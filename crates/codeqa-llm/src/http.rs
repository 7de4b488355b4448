//! reqwest client construction shared by HTTP-backed providers.

use std::time::Duration;

pub(crate) const CONNECT_TIMEOUT: Duration = Duration::from_secs(10);
pub(crate) const USER_AGENT: &str = concat!("codeqa/", env!("CARGO_PKG_VERSION"));

/// rustls client with the codeqa user agent. `request_timeout` only bounds
/// calls made outside a request scope.
pub(crate) fn client(request_timeout: Duration) -> reqwest::Client {
    reqwest::Client::builder()
        .connect_timeout(CONNECT_TIMEOUT)
        .timeout(request_timeout)
        .user_agent(USER_AGENT)
        .redirect(reqwest::redirect::Policy::limited(5))
        .build()
        .unwrap_or_else(|e| {
            tracing::warn!("HTTP client builder failed, using defaults: {e}");
            reqwest::Client::new()
        })
}

#[cfg(test)]
mod tests {
    use super::*;

    #[test]
    fn user_agent_names_crate_version() {
        assert!(USER_AGENT.starts_with("codeqa/"));
        assert!(USER_AGENT.len() > "codeqa/".len());
    }
}
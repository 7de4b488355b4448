//! Configuration loading, secret resolution and component wiring.

pub mod bootstrap;
pub mod config;
pub mod vault;

pub use bootstrap::AppBuilder;
pub use config::Config;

* Your instructions:
What you should produce is an exact retyping of every line above.

* Solution for this exercise:
filename crates/codeqa-llm/src/http.rs
repository 7de4b488355b4448
//! reqwest client construction shared by HTTP-backed providers.

use std::time::Duration;

pub(crate) const CONNECT_TIMEOUT: Duration = Duration::from_secs(10);
pub(crate) const USER_AGENT: &str = concat!("codeqa/", env!("CARGO_PKG_VERSION"));

/// rustls client with the codeqa user agent. `request_timeout` only bounds
/// calls made outside a request scope.
pub(crate) fn client(request_timeout: Duration) -> reqwest::Client {
    reqwest::Client::builder()
        .connect_timeout(CONNECT_TIMEOUT)
        .timeout(request_timeout)
        .user_agent(USER_AGENT)
        .redirect(reqwest::redirect::Policy::limited(5))
        .build()
        .unwrap_or_else(|e| {
            tracing::warn!("HTTP client builder failed, using defaults: {e}");
            reqwest::Client::new()
        })
}

#[cfg(test)]
mod tests {
    use super::*;

    #[test]
    fn user_agent_names_crate_version() {
        assert!(USER_AGENT.starts_with("codeqa/"));
        assert!(USER_AGENT.len() > "codeqa/".len());
    }
}
repository 7de4b488355b4448
//! Configuration loading, secret resolution and component wiring.

pub mod bootstrap;
pub mod config;
pub mod vault;

pub use bootstrap::AppBuilder;
pub use config::Config;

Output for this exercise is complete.